The human body depends on stem cells to replenish stocks of highly differentiated but short-lived cells. These include blood, skin, sperm and intestinal epithelial cells. In order to retain the necessary amount of stem cells, the cells themselves have to strike a balance: often, when they divide, one cell remains a stem cell while the other differentiates into something else. If too many stem cells are created, tumors may form, while not enough stem cells can reduce the capacity of tissues to regenerate. Yukiko Yamashita’s lab seeks to understand how cells maintain this balance through four avenues of research.
One such avenue is the mechanism of asymmetric germline stem cell (or GSC) divisions. These cells -- which Yamashita obtains from male Drosophila fruit flies -- are an ideal model system to study stem cell behavior. GSCs are attached to somatic hub cells, which determine stem cell identity.
Another area of focus is the stem cell-specific regulation of centrosomes. Many stem cells, including Drosophila male GSCs, utilize unique regulation of centrosomes to divide asymmetrically. Yamashita’s lab is interested in identifying and characterizing stem cell-specific centrosomal components, and their potential roles in asymmetric stem cell division.
The lab also recently discovered that sister chromatids of X and Y chromosomes are distinguished and separated non-randomly during GSC divisions. They are currently interested in understanding the molecular and cellular mechanisms of non-random sister chromatid segregation, and its biological significance.
Finally, Yamashita studies how two stem cell populations coordinate to maintain tissue homeostasis. Many tissues contain multiple stem cell lineages, so in order to maintain a proper balance of cells in the tissue, these populations must coordinate. How exactly they do this, though, is poorly understood. Yamashita is interested in the mechanisms that allow different stem cell populations to communicate.

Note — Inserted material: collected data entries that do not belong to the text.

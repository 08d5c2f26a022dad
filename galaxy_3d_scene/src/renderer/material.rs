/// Material: the rendering state shared by a group of operations.
///
/// Batches are keyed by material identity (`MaterialId`), so two materials
/// with identical settings still form separate groups.
///
/// Architecture:
/// - Priority: coarse draw-order bucket, clamped by `BatchData`
/// - Pass flags: bit N set = draw this material in passes with selector N
/// - Effect: shader program family (optional, resolved by the device)
/// - Parameters: named values bound to the effect at draw time

use std::fmt;
use std::sync::Arc;
use std::sync::atomic::{AtomicU64, Ordering};
use glam::{Mat4, Vec2, Vec3, Vec4};
use super::render_device::{Effect, RenderTarget, Texture};

static NEXT_MATERIAL_ID: AtomicU64 = AtomicU64::new(1);

/// Unique identity of a material, allocated at construction
#[derive(Debug, Clone, Copy, PartialEq, Eq, Hash, PartialOrd, Ord)]
pub struct MaterialId(u64);

// ===== PARAMETER VALUES =====

/// A typed parameter value bound to an effect
#[derive(Debug, Clone)]
pub enum ParamValue {
    Bool(bool),
    Int(i32),
    Float(f32),
    Vec2(Vec2),
    Vec3(Vec3),
    Vec4(Vec4),
    Matrix(Mat4),
    FloatArray(Vec<f32>),
    Vec2Array(Vec<Vec2>),
    Texture(Arc<dyn Texture>),
    RenderTarget(Arc<dyn RenderTarget>),
}

impl PartialEq for ParamValue {
    fn eq(&self, other: &Self) -> bool {
        match (self, other) {
            (Self::Bool(a), Self::Bool(b)) => a == b,
            (Self::Int(a), Self::Int(b)) => a == b,
            (Self::Float(a), Self::Float(b)) => a == b,
            (Self::Vec2(a), Self::Vec2(b)) => a == b,
            (Self::Vec3(a), Self::Vec3(b)) => a == b,
            (Self::Vec4(a), Self::Vec4(b)) => a == b,
            (Self::Matrix(a), Self::Matrix(b)) => a == b,
            (Self::FloatArray(a), Self::FloatArray(b)) => a == b,
            (Self::Vec2Array(a), Self::Vec2Array(b)) => a == b,
            // Handles compare by identity
            (Self::Texture(a), Self::Texture(b)) => Arc::ptr_eq(a, b),
            (Self::RenderTarget(a), Self::RenderTarget(b)) => Arc::ptr_eq(a, b),
            _ => false,
        }
    }
}

// ===== DESCRIPTOR =====

/// Material creation descriptor
#[derive(Clone, Default)]
pub struct MaterialDesc {
    pub name: String,
    /// Draw-order bucket, clamped to `[0, MAX_PRIORITY - 1]` when batched
    pub priority: i32,
    /// Bitmask of pass selectors that draw this material
    pub pass_flags: u64,
    pub effect: Option<Arc<dyn Effect>>,
    pub params: Vec<(String, ParamValue)>,
}

// ===== MATERIAL =====

pub struct Material {
    id: MaterialId,
    name: String,
    priority: i32,
    pass_flags: u64,
    effect: Option<Arc<dyn Effect>>,
    params: Vec<(String, ParamValue)>,
}

impl Material {
    /// Create a material with a fresh identity.
    pub fn new(desc: MaterialDesc) -> Self {
        Self {
            id: MaterialId(NEXT_MATERIAL_ID.fetch_add(1, Ordering::Relaxed)),
            name: desc.name,
            priority: desc.priority,
            pass_flags: desc.pass_flags,
            effect: desc.effect,
            params: desc.params,
        }
    }

    pub fn id(&self) -> MaterialId {
        self.id
    }

    pub fn name(&self) -> &str {
        &self.name
    }

    pub fn priority(&self) -> i32 {
        self.priority
    }

    pub fn pass_flags(&self) -> u64 {
        self.pass_flags
    }

    pub fn effect(&self) -> Option<&Arc<dyn Effect>> {
        self.effect.as_ref()
    }

    /// All bound parameters, in binding order
    pub fn params(&self) -> &[(String, ParamValue)] {
        &self.params
    }

    /// Look up a parameter by name
    pub fn param(&self, name: &str) -> Option<&ParamValue> {
        self.params.iter().find(|(n, _)| n == name).map(|(_, v)| v)
    }
}

impl fmt::Debug for Material {
    fn fmt(&self, f: &mut fmt::Formatter<'_>) -> fmt::Result {
        f.debug_struct("Material")
            .field("id", &self.id)
            .field("name", &self.name)
            .field("priority", &self.priority)
            .field("pass_flags", &format_args!("{:#x}", self.pass_flags))
            .field("effect", &self.effect.as_ref().map(|e| e.name().to_string()))
            .field("params", &self.params.len())
            .finish()
    }
}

An emerging area of interest for the lab is the function of satellite DNA. Despite its ubiquity and abundance, it has been regarded as genomic junk. The lab’s recent discovery led to a proposal that satellite DNA plays a critical role in packaging the full complement of chromosomes into a single nucleus, a universal feature of eukaryotic cells.
Yamashita earned both her B.S. in Biology (1994) and her Ph.D. in Biophysics (1999) from Kyoto University, where she conducted her graduate research in the lab of Mitsuhiro Yanagida. From 2001 to 2006, she did postdoctoral research in developmental biology in Margaret Fuller’s lab at Stanford University. She was appointed to the Michigan faculty in 2007 and was named an HHMI Investigator in 2014. She became a Member of Whitehead Institute and a professor of biology at MIT in 2020.